Collected data entries
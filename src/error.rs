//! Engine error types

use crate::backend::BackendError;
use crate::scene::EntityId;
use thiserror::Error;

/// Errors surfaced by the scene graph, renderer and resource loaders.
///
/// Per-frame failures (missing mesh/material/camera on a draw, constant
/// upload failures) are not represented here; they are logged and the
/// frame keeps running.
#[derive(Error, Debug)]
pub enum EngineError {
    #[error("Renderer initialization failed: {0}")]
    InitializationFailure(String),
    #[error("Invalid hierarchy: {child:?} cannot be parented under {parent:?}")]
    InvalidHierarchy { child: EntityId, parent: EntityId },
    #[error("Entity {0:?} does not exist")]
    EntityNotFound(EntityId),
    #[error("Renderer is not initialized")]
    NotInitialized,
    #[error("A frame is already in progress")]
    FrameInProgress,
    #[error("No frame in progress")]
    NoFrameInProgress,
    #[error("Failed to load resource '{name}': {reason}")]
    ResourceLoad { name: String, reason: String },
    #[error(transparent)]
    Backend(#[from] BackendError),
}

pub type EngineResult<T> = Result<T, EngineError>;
==
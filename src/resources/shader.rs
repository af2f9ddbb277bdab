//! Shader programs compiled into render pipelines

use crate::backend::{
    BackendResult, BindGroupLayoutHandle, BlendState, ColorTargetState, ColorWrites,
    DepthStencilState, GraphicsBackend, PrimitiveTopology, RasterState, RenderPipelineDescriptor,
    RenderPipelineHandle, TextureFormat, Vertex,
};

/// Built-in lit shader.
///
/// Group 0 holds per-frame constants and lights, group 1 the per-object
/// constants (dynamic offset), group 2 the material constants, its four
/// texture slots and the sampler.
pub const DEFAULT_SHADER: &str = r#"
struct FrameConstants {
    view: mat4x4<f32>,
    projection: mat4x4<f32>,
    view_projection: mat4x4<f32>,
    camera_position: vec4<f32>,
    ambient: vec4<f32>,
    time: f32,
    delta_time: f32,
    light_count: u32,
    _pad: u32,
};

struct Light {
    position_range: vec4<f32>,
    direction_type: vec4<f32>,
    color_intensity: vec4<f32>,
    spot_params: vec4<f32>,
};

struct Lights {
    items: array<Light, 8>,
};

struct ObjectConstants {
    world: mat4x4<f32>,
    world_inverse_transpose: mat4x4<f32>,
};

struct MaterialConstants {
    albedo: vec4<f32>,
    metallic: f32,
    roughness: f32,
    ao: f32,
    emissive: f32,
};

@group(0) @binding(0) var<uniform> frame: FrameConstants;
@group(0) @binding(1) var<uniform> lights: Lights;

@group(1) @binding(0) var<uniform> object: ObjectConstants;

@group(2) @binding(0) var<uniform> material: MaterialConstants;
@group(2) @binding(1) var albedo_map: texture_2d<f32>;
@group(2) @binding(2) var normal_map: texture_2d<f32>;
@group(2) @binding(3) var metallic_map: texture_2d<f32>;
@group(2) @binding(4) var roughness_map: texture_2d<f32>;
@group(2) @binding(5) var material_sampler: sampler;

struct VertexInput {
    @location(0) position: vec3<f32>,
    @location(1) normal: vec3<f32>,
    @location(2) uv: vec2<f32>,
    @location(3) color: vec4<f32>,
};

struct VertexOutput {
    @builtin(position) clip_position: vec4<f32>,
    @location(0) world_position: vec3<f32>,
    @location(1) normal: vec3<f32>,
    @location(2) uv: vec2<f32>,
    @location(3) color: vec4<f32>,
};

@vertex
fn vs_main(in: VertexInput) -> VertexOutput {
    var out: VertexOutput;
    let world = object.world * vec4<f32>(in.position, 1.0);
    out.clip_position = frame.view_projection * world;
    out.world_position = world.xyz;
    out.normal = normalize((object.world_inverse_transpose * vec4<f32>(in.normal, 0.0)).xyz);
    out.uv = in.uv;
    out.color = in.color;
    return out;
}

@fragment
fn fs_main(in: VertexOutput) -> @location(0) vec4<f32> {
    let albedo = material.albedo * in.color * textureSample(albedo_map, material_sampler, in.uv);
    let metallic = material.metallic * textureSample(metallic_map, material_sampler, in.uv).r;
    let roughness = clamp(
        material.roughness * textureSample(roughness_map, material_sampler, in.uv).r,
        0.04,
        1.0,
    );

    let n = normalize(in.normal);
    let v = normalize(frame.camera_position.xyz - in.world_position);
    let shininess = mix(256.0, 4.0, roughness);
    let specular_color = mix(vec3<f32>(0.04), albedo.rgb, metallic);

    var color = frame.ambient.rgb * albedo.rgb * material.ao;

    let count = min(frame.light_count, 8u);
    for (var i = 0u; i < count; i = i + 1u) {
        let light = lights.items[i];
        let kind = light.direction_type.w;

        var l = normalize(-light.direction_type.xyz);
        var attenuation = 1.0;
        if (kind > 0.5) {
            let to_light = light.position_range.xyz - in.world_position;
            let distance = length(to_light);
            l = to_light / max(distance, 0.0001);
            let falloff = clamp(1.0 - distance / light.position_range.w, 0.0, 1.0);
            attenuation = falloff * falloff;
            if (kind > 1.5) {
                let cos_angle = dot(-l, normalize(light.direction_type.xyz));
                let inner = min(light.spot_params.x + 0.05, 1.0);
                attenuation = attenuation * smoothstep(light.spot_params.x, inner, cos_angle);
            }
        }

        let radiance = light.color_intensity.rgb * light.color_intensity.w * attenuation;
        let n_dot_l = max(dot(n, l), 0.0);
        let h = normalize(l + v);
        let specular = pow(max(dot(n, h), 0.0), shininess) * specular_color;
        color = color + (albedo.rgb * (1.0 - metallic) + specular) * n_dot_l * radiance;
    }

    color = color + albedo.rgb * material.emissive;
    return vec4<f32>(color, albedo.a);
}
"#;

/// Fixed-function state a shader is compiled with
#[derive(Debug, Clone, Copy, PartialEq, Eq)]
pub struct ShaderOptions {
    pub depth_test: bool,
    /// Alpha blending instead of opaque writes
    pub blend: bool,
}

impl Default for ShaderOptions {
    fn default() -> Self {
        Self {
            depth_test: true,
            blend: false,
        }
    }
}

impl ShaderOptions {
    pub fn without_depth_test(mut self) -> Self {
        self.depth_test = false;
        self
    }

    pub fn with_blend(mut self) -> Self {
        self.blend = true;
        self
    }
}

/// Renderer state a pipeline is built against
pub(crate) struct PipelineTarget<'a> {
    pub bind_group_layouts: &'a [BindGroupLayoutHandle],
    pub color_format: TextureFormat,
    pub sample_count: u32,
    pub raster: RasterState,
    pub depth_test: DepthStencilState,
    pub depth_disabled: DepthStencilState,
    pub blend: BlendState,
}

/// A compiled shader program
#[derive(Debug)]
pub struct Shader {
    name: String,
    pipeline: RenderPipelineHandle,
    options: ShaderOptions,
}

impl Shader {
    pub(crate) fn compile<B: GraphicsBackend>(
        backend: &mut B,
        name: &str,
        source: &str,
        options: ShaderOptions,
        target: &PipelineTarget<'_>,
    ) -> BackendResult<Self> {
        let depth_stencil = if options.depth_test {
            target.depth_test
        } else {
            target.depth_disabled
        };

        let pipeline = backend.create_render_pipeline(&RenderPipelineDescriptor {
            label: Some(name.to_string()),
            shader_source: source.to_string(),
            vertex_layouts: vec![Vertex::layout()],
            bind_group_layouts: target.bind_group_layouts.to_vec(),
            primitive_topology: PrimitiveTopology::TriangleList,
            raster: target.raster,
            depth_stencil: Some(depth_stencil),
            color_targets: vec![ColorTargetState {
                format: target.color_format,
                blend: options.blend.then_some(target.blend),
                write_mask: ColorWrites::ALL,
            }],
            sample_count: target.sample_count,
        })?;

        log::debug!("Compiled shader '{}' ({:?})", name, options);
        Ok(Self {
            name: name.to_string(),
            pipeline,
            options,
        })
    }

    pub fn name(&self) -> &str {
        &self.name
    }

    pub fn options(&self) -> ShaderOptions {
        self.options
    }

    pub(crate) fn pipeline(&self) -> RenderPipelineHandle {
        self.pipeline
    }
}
---
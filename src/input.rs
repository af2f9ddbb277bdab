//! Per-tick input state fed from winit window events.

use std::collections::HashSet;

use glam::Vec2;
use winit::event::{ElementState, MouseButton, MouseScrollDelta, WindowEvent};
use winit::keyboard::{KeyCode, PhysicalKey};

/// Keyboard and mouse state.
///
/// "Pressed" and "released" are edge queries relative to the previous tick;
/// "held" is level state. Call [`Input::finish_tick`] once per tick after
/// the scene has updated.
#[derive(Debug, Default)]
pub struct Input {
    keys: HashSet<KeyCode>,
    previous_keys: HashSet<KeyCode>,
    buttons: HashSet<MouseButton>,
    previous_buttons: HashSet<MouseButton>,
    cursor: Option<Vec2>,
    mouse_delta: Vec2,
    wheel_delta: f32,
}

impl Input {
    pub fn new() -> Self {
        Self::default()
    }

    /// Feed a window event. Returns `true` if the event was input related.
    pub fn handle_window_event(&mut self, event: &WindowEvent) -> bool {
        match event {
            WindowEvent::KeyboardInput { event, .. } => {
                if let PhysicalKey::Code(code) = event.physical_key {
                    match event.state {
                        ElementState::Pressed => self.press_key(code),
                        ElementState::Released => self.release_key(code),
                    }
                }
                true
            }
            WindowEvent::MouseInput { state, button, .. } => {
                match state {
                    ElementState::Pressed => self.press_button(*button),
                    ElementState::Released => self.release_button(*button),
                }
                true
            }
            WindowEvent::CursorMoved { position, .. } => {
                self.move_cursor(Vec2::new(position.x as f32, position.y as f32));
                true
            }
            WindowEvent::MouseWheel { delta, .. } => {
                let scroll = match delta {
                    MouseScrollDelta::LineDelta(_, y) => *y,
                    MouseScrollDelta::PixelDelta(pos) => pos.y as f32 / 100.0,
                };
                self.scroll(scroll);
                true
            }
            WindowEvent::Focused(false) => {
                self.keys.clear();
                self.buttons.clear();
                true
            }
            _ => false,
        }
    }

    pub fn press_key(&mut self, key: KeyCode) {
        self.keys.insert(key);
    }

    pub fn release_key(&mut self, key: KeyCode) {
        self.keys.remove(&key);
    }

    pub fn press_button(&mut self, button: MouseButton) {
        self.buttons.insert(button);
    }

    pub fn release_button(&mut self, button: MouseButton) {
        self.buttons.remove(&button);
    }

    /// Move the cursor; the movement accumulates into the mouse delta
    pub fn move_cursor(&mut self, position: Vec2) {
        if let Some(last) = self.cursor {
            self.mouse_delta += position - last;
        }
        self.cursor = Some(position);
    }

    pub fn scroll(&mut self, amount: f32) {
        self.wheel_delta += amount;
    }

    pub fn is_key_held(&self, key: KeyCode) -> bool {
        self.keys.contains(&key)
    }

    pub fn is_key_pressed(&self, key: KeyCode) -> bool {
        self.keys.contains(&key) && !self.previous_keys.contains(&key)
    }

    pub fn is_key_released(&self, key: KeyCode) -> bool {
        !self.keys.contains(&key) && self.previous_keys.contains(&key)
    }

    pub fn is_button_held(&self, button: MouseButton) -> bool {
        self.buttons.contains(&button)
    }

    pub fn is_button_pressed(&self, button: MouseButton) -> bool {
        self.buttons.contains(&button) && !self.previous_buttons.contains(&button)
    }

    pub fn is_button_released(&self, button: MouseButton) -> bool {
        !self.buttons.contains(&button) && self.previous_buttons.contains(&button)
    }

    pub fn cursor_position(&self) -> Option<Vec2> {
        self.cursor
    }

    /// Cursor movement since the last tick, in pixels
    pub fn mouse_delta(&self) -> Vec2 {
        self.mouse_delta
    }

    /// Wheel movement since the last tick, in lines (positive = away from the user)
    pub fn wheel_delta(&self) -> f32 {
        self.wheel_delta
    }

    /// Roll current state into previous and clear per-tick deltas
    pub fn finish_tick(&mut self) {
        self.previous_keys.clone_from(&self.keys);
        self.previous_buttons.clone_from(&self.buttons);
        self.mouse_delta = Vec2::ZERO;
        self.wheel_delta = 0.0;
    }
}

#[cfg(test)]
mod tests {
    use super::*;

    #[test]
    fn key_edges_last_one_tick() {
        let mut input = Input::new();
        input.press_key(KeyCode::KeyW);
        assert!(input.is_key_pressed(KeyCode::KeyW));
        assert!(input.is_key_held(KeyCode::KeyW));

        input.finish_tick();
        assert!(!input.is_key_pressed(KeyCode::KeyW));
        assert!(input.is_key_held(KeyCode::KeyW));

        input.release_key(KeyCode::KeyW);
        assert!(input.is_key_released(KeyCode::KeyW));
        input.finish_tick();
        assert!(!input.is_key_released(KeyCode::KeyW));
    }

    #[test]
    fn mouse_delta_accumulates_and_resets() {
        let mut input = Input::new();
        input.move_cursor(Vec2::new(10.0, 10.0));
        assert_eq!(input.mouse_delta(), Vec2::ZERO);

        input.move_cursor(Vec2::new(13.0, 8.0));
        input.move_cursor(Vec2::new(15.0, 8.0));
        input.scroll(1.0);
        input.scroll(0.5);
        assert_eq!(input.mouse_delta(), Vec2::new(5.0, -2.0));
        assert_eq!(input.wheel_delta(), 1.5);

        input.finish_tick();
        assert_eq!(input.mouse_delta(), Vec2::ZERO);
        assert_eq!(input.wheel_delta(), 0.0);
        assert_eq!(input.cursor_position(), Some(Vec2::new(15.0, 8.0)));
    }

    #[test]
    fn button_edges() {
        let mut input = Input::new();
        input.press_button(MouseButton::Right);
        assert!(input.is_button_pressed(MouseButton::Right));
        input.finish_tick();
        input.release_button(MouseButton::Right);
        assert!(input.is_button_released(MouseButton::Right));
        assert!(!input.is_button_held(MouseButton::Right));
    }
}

THE PROBLEM
Working through the data above, find every line holding "ColorWrites" and copy it.

RESULT OF THE TASK
    BackendResult, BindGroupLayoutHandle, BlendState, ColorTargetState, ColorWrites,
                write_mask: ColorWrites::ALL,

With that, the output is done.